Conocí a Leopoldo López hace unos siete años gracias a la amistad de su madre con Beatriz Rangel, mi querida amiga venezolana. Desde entonces, me he reunido con el hoy encarcelado líder opositor de Venezuela en Caracas, en México y en Nueva York. Conversamos sobre muchos temas, incluyendo sus recursos ante la Comisión y la Corte Interamericanas de Derechos Humanos, pero sobre todo de la tragedia que agobia a su país desde la radicalización del chavismo a partir de 2004. Siempre pensé que la vida le auguraba un gran futuro político, pero no imaginé que ese brillante futuro llegaría tan pronto, ni que pasaría por un tiempo indefinido de cárcel -espero que muy breve-, donde se crean los héroes, como bien lo sabría Hugo Chávez, quien se transformó en una figura mítica y tragicómica gracias a su estancia en la cárcel en los años noventa.
López y su hoy en día correligionaria, María Corina Machado, han tenido razón, pienso, en su cada vez más público desacuerdo con el dos veces candidato a la Presidencia de Venezuela, Henrique Capriles. Como recordarán los lectores, Capriles casi derrota al actual Presidente, el insólito Nicolás Maduro, en una elección celebrada sin observadores internacionales, y donde el candidato oficial salía en televisión cuando quería, mientras que la oposición tenía los minutos contados. Capriles denunció el fraude el mismo día de los comicios con vigor y valentía, pero cuando poco después estimó, quizás acertadamente, que una multitudinaria manifestación de protesta convocada por la oposición podía desembocar en violencia o -peor aún- en una hecatombe, la canceló. Hasta hace unos días, el frente antichavista no volvió a levantar el vuelo.
López y Machado, cada quien a su manera, consideraron que, a pesar del innegable peligro de centrar la lucha en la calle, desistir de hacerlo equivalía a perpetuar al régimen chavista ahora reencarnado en la desconcertante figura de Maduro. Muchos pensamos lo mismo, desde la tranquilidad de nuestras terrazas y cafés de Polanco, Miami y Nueva York; Leopoldo, con un valor envidiable, asumió las consecuencias personales de su radicalismo. La realidad económica, social, criminal y juvenil de Venezuela se encargó de zanjar el debate entre las dos visiones.
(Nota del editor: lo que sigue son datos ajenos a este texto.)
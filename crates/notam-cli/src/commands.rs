use std::io::Read;
use std::path::Path;

use anyhow::{Context, Result};
use tracing::{debug, info};

use notam_dictionary::{BuildOptions, LoadedDictionary, load_dictionary, resolve_dictionary_path};
use notam_map::{Suggestion, SuggestionEngine};
use notam_model::AbbreviationMapping;
use notam_transform::{Direction, NotamCodec};

use crate::cli::{SuggestArgs, TransformArgs};
use crate::config::AppConfig;
use crate::input::{read_text, require_text};

/// Resolve and load the dictionary named by flags, environment, or config.
pub fn load_dictionary_for(
    explicit: Option<&Path>,
    strict: bool,
    config: &AppConfig,
) -> Result<LoadedDictionary> {
    let path = resolve_dictionary_path(explicit, config.dictionary.as_deref());
    let options = BuildOptions {
        strict: strict || config.strict,
    };
    load_dictionary(&path, options)
        .with_context(|| format!("load abbreviation dictionary {}", path.display()))
}

/// Encode or decode the text named by `args`.
///
/// Blank input is rejected before the engine runs. When `--output` is set
/// the result is also written there.
pub fn run_transform<R: Read>(
    direction: Direction,
    args: &TransformArgs,
    mapping: &AbbreviationMapping,
    stdin: R,
) -> Result<String> {
    let raw = read_text(&args.text, args.input.as_deref(), stdin)?;
    let text = require_text(&raw, direction)?;
    let codec = NotamCodec::new(mapping);
    let result = codec.apply(direction, text);
    debug!(direction = direction.as_str(), chars = result.chars().count(), "transformed");
    if let Some(path) = &args.output {
        std::fs::write(path, format!("{result}\n"))
            .with_context(|| format!("write {}", path.display()))?;
        info!(path = %path.display(), "result written");
    }
    Ok(result)
}

/// Look up dictionary terms close to the requested word.
pub fn run_suggest(
    args: &SuggestArgs,
    mapping: &AbbreviationMapping,
    config: &AppConfig,
) -> Vec<Suggestion> {
    let mut options = config.suggest.options();
    if let Some(limit) = args.limit {
        options = options.with_limit(limit);
    }
    if let Some(cutoff) = args.cutoff {
        options = options.with_cutoff(cutoff);
    }
    let word = args.word.join(" ");
    SuggestionEngine::new(mapping, options).suggest(&word)
}
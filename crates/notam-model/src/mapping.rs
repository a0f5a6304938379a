//! The phrase to abbreviation dictionary.

use std::collections::HashMap;

use serde::{Deserialize, Serialize};

use crate::entry::{AbbreviationEntry, normalize_phrase};
use crate::reverse::ReverseIndex;

/// Result of inserting an entry into a mapping.
#[derive(Debug, Clone, PartialEq, Eq)]
pub enum InsertOutcome {
    /// The phrase was new.
    Inserted,
    /// The phrase already existed; its previous abbreviation was replaced.
    Replaced { previous: String },
}

/// Ordered mapping from lower-case phrase to abbreviation.
///
/// Iteration follows the order in which phrases were first inserted. A repeated
/// phrase overwrites the abbreviation in place (last write wins) without moving
/// the phrase.
#[derive(Debug, Clone, Default, PartialEq, Eq, Serialize, Deserialize)]
#[serde(
    from = "Vec<AbbreviationEntry>",
    into = "Vec<AbbreviationEntry>"
)]
pub struct AbbreviationMapping {
    entries: Vec<AbbreviationEntry>,
    index: HashMap<String, usize>,
}

impl AbbreviationMapping {
    pub fn new() -> Self {
        Self::default()
    }

    pub fn insert(&mut self, entry: AbbreviationEntry) -> InsertOutcome {
        match self.index.get(entry.phrase()) {
            Some(&position) => {
                let previous = std::mem::replace(&mut self.entries[position], entry);
                InsertOutcome::Replaced {
                    previous: previous.into_parts().1,
                }
            }
            None => {
                self.index
                    .insert(entry.phrase().to_string(), self.entries.len());
                self.entries.push(entry);
                InsertOutcome::Inserted
            }
        }
    }

    /// Look up the abbreviation for a phrase (case-insensitive).
    pub fn get(&self, phrase: &str) -> Option<&str> {
        let key = normalize_phrase(phrase);
        self.index
            .get(&key)
            .map(|&position| self.entries[position].abbreviation())
    }

    pub fn contains_phrase(&self, phrase: &str) -> bool {
        self.index.contains_key(&normalize_phrase(phrase))
    }

    pub fn len(&self) -> usize {
        self.entries.len()
    }

    pub fn is_empty(&self) -> bool {
        self.entries.is_empty()
    }

    pub fn iter(&self) -> impl Iterator<Item = &AbbreviationEntry> {
        self.entries.iter()
    }

    pub fn phrases(&self) -> impl Iterator<Item = &str> {
        self.entries.iter().map(AbbreviationEntry::phrase)
    }

    pub fn abbreviations(&self) -> impl Iterator<Item = &str> {
        self.entries.iter().map(AbbreviationEntry::abbreviation)
    }

    /// Every phrase followed by every abbreviation, in mapping order.
    ///
    /// This is the candidate set for closest-match suggestions.
    pub fn vocabulary(&self) -> Vec<&str> {
        self.phrases().chain(self.abbreviations()).collect()
    }

    pub fn reverse_index(&self) -> ReverseIndex {
        ReverseIndex::from_mapping(self)
    }
}

impl FromIterator<AbbreviationEntry> for AbbreviationMapping {
    fn from_iter<I: IntoIterator<Item = AbbreviationEntry>>(iter: I) -> Self {
        let mut mapping = Self::new();
        for entry in iter {
            mapping.insert(entry);
        }
        mapping
    }
}

impl From<Vec<AbbreviationEntry>> for AbbreviationMapping {
    fn from(entries: Vec<AbbreviationEntry>) -> Self {
        entries.into_iter().collect()
    }
}

impl From<AbbreviationMapping> for Vec<AbbreviationEntry> {
    fn from(mapping: AbbreviationMapping) -> Self {
        mapping.entries
    }
}

impl<'a> IntoIterator for &'a AbbreviationMapping {
    type Item = &'a AbbreviationEntry;
    type IntoIter = std::slice::Iter<'a, AbbreviationEntry>;

    fn into_iter(self) -> Self::IntoIter {
        self.entries.iter()
    }
}

#[cfg(test)]
mod tests {
    use super::*;

    fn entry(phrase: &str, abbreviation: &str) -> AbbreviationEntry {
        AbbreviationEntry::new(phrase, abbreviation).unwrap()
    }

    #[test]
    fn last_write_wins_keeps_position() {
        let mut mapping = AbbreviationMapping::new();
        assert_eq!(mapping.insert(entry("runway", "RWY")), InsertOutcome::Inserted);
        mapping.insert(entry("taxiway", "TWY"));
        assert_eq!(
            mapping.insert(entry("RUNWAY", "RY")),
            InsertOutcome::Replaced {
                previous: "RWY".to_string()
            }
        );

        assert_eq!(mapping.len(), 2);
        assert_eq!(mapping.get("Runway"), Some("RY"));
        let phrases: Vec<_> = mapping.phrases().collect();
        assert_eq!(phrases, vec!["runway", "taxiway"]);
    }

    #[test]
    fn vocabulary_lists_phrases_then_abbreviations() {
        let mapping: AbbreviationMapping =
            vec![entry("closed", "CLSD"), entry("runway", "RWY")].into();
        assert_eq!(mapping.vocabulary(), vec!["closed", "runway", "CLSD", "RWY"]);
        assert!(mapping.contains_phrase(" CLOSED "));
        assert!(!mapping.contains_phrase("clsd"));
    }
}
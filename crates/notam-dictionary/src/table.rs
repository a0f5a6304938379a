//! Raw tabular dictionary sources.

use std::io::Read;

use csv::ReaderBuilder;

use crate::error::DictionaryError;

/// A dictionary source before any normalization.
///
/// Headers and cells are kept exactly as read (minus a UTF-8 BOM on headers);
/// the builder decides what they mean.
#[derive(Debug, Clone, Default)]
pub struct DictionaryTable {
    /// Human-readable origin used in error messages (usually a file path).
    pub origin: String,
    pub headers: Vec<String>,
    pub rows: Vec<Vec<String>>,
}

impl DictionaryTable {
    pub fn new(origin: impl Into<String>, headers: Vec<String>, rows: Vec<Vec<String>>) -> Self {
        Self {
            origin: origin.into(),
            headers,
            rows,
        }
    }

    /// Position of a column, matching names case-insensitively and ignoring
    /// surrounding whitespace.
    pub fn column_index(&self, name: &str) -> Option<usize> {
        self.headers
            .iter()
            .position(|header| normalize_header(header) == name.to_lowercase())
    }
}

pub(crate) fn normalize_header(raw: &str) -> String {
    raw.trim_matches('\u{feff}').trim().to_lowercase()
}

/// Read a CSV dictionary into a table.
///
/// Rows must have the same number of fields as the header row.
pub fn read_dictionary_table<R: Read>(
    reader: R,
    origin: &str,
) -> Result<DictionaryTable, DictionaryError> {
    let csv_error = |source| DictionaryError::Csv {
        origin: origin.to_string(),
        source,
    };

    let mut reader = ReaderBuilder::new().has_headers(true).from_reader(reader);
    let headers = reader
        .headers()
        .map_err(csv_error)?
        .iter()
        .map(|header| header.trim_matches('\u{feff}').to_string())
        .collect();

    let mut rows = Vec::new();
    for record in reader.records() {
        let record = record.map_err(csv_error)?;
        rows.push(record.iter().map(str::to_string).collect());
    }

    Ok(DictionaryTable::new(origin, headers, rows))
}

#[cfg(test)]
mod tests {
    use super::*;

    #[test]
    fn column_lookup_ignores_case_whitespace_and_bom() {
        let table = read_dictionary_table(
            "\u{feff} Phrase ,ABBREVIATION\nrunway,RWY\n".as_bytes(),
            "inline",
        )
        .unwrap();
        assert_eq!(table.column_index("phrase"), Some(0));
        assert_eq!(table.column_index("abbreviation"), Some(1));
        assert_eq!(table.rows, vec![vec!["runway".to_string(), "RWY".to_string()]]);
    }

    #[test]
    fn ragged_rows_are_csv_errors() {
        let err = read_dictionary_table("phrase,abbreviation\nrunway\n".as_bytes(), "inline")
            .unwrap_err();
        assert!(matches!(err, DictionaryError::Csv { .. }));
    }
}
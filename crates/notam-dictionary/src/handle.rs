//! Shared, replaceable dictionary for long-running callers.

use std::path::Path;
use std::sync::{Arc, PoisonError, RwLock};

use tracing::{info, warn};

use notam_model::AbbreviationMapping;

use crate::builder::{BuildOptions, BuildReport};
use crate::error::DictionaryError;
use crate::loader::load_dictionary;

/// Holds the current mapping behind an `Arc`.
///
/// Readers clone the `Arc` and keep using that snapshot for the whole request;
/// a reload swaps the pointer, so nobody observes a partially built mapping.
#[derive(Debug, Default)]
pub struct DictionaryHandle {
    current: RwLock<Arc<AbbreviationMapping>>,
}

impl DictionaryHandle {
    pub fn new(mapping: AbbreviationMapping) -> Self {
        Self {
            current: RwLock::new(Arc::new(mapping)),
        }
    }

    /// Snapshot of the current mapping.
    pub fn current(&self) -> Arc<AbbreviationMapping> {
        Arc::clone(&self.current.read().unwrap_or_else(PoisonError::into_inner))
    }

    /// Swap in a new mapping, returning the previous one.
    pub fn replace(&self, mapping: AbbreviationMapping) -> Arc<AbbreviationMapping> {
        let mut guard = self.current.write().unwrap_or_else(PoisonError::into_inner);
        std::mem::replace(&mut *guard, Arc::new(mapping))
    }

    /// Rebuild from a file. The current mapping is kept if loading fails.
    pub fn reload(&self, path: &Path, options: BuildOptions) -> Result<BuildReport, DictionaryError> {
        match load_dictionary(path, options) {
            Ok(loaded) => {
                self.replace(loaded.mapping);
                info!(path = %path.display(), entries = loaded.report.entries, "dictionary reloaded");
                Ok(loaded.report)
            }
            Err(error) => {
                warn!(path = %path.display(), %error, "dictionary reload failed; keeping previous mapping");
                Err(error)
            }
        }
    }
}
Al precipitarse una debacle financiera -con un tipo de cambio oficial ocho veces menor que el mercado negro- de abastecimiento -donde falta todo-, inflacionaria -la más alta de América Latina y una de las peores del mundo- y delincuencial -Caracas es una de las ciudades más violentas del mundo-, que afecta a toda la sociedad, la calle se volvió el epicentro de la confrontación. Y Maduro, seguramente aconsejado por el procónsul cubano, Ramiro Valdés, el legendario Fouché tropical cuya cercanía con los Castro se remonta a Tuxpan y el Granma, decidió que su única salida consistía en reprimir, recurriendo para ello a la bien conocida -en México, por lo menos- táctica de los “halcones” (de 1971, no de los narcos): policías y militares disfrazados de civiles que disparan contra la multitud. Eso sucedió en Caracas y otras ciudades antes de la detención de López y, como van las cosas, seguirá ocurriendo.
La izquierda mexicana y la comunidad latinoamericana comparten un mismo vicio: la simpatía por el chavismo y por el anacrónico principio de no-intervención. Ambas se equivocan. No habrá renovación profunda del sector moderado del PRD sin una reflexión que conduzca a una denuncia explícita y sin ambages de la represión en Venezuela y a una campaña a favor de la liberación de López. Y las convicciones democráticas de los gobiernos de América Latina, ya puestas en entredicho por la Cumbre de la Pleitesía realizada en La Habana hace unos días, se verán cada día más débiles ante el silencio, por unas razones u otras, pragmáticas o ideológicas, oportunistas o de principio, frente a los días de plomo en Caracas. ¿Qué harán los presidentes latinoamericanos si los militares chavistas y la llamada boliburguesía derrocan a Maduro? ¿Defenderán a los represores de ayer, o a los de mañana?